== Material for the task

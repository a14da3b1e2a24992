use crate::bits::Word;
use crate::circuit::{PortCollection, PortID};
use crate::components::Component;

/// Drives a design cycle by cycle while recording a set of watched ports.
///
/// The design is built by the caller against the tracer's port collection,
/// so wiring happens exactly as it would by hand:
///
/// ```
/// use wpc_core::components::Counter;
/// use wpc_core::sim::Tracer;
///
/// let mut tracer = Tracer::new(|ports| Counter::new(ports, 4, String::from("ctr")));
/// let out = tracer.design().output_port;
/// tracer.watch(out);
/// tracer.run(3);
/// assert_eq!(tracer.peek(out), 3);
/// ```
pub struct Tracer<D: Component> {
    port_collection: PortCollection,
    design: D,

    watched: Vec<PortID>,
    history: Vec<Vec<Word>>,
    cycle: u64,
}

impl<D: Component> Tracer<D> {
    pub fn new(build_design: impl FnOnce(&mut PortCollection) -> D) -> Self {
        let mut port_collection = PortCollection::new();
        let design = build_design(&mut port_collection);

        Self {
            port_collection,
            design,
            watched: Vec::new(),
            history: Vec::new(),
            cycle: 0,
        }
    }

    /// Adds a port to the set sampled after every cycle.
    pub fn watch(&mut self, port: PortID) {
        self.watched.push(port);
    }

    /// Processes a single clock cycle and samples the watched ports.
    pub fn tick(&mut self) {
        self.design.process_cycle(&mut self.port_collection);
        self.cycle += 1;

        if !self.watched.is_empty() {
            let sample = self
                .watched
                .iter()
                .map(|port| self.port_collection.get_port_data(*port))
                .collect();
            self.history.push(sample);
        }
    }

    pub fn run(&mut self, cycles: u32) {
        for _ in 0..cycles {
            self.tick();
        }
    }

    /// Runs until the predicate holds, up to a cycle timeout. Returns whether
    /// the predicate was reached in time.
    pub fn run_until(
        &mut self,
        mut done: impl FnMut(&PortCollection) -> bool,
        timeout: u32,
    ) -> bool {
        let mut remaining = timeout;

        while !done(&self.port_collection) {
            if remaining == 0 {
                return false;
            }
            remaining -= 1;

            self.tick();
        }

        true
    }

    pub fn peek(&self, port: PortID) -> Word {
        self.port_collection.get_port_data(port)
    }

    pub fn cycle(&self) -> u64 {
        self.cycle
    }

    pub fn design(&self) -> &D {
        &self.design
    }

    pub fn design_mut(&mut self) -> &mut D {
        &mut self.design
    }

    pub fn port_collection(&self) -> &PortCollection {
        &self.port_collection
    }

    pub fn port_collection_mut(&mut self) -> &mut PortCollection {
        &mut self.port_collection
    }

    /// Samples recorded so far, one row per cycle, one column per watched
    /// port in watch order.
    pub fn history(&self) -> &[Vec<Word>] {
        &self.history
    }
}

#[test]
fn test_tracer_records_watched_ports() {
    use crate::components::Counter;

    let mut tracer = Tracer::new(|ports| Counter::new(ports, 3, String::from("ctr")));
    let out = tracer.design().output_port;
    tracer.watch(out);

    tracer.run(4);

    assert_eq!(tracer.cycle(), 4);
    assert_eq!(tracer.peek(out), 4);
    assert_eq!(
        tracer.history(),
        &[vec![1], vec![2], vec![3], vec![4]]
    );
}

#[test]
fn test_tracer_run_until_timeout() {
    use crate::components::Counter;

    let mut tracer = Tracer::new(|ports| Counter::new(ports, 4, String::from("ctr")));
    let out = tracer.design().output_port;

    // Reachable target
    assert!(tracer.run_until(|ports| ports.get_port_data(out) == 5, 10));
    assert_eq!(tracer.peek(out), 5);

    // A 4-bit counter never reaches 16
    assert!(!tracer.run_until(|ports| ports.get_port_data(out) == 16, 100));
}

====

§ **What is needed**:
Word for word, quote all of the data above.

§ **Written response**:
repository a14da3b1e2a24992
use crate::bits::Word;
use crate::circuit::{PortCollection, PortID};
use crate::components::Component;

/// Drives a design cycle by cycle while recording a set of watched ports.
///
/// The design is built by the caller against the tracer's port collection,
/// so wiring happens exactly as it would by hand:
///
/// ```
/// use wpc_core::components::Counter;
/// use wpc_core::sim::Tracer;
///
/// let mut tracer = Tracer::new(|ports| Counter::new(ports, 4, String::from("ctr")));
/// let out = tracer.design().output_port;
/// tracer.watch(out);
/// tracer.run(3);
/// assert_eq!(tracer.peek(out), 3);
/// ```
pub struct Tracer<D: Component> {
    port_collection: PortCollection,
    design: D,

    watched: Vec<PortID>,
    history: Vec<Vec<Word>>,
    cycle: u64,
}

impl<D: Component> Tracer<D> {
    pub fn new(build_design: impl FnOnce(&mut PortCollection) -> D) -> Self {
        let mut port_collection = PortCollection::new();
        let design = build_design(&mut port_collection);

        Self {
            port_collection,
            design,
            watched: Vec::new(),
            history: Vec::new(),
            cycle: 0,
        }
    }

    /// Adds a port to the set sampled after every cycle.
    pub fn watch(&mut self, port: PortID) {
        self.watched.push(port);
    }

    /// Processes a single clock cycle and samples the watched ports.
    pub fn tick(&mut self) {
        self.design.process_cycle(&mut self.port_collection);
        self.cycle += 1;

        if !self.watched.is_empty() {
            let sample = self
                .watched
                .iter()
                .map(|port| self.port_collection.get_port_data(*port))
                .collect();
            self.history.push(sample);
        }
    }

    pub fn run(&mut self, cycles: u32) {
        for _ in 0..cycles {
            self.tick();
        }
    }

    /// Runs until the predicate holds, up to a cycle timeout. Returns whether
    /// the predicate was reached in time.
    pub fn run_until(
        &mut self,
        mut done: impl FnMut(&PortCollection) -> bool,
        timeout: u32,
    ) -> bool {
        let mut remaining = timeout;

        while !done(&self.port_collection) {
            if remaining == 0 {
                return false;
            }
            remaining -= 1;

            self.tick();
        }

        true
    }

    pub fn peek(&self, port: PortID) -> Word {
        self.port_collection.get_port_data(port)
    }

    pub fn cycle(&self) -> u64 {
        self.cycle
    }

    pub fn design(&self) -> &D {
        &self.design
    }

    pub fn design_mut(&mut self) -> &mut D {
        &mut self.design
    }

    pub fn port_collection(&self) -> &PortCollection {
        &self.port_collection
    }

    pub fn port_collection_mut(&mut self) -> &mut PortCollection {
        &mut self.port_collection
    }

    /// Samples recorded so far, one row per cycle, one column per watched
    /// port in watch order.
    pub fn history(&self) -> &[Vec<Word>] {
        &self.history
    }
}

#[test]
fn test_tracer_records_watched_ports() {
    use crate::components::Counter;

    let mut tracer = Tracer::new(|ports| Counter::new(ports, 3, String::from("ctr")));
    let out = tracer.design().output_port;
    tracer.watch(out);

    tracer.run(4);

    assert_eq!(tracer.cycle(), 4);
    assert_eq!(tracer.peek(out), 4);
    assert_eq!(
        tracer.history(),
        &[vec![1], vec![2], vec![3], vec![4]]
    );
}

#[test]
fn test_tracer_run_until_timeout() {
    use crate::components::Counter;

    let mut tracer = Tracer::new(|ports| Counter::new(ports, 4, String::from("ctr")));
    let out = tracer.design().output_port;

    // Reachable target
    assert!(tracer.run_until(|ports| ports.get_port_data(out) == 5, 10));
    assert_eq!(tracer.peek(out), 5);

    // A 4-bit counter never reaches 16
    assert!(!tracer.run_until(|ports| ports.get_port_data(out) == 16, 100));
}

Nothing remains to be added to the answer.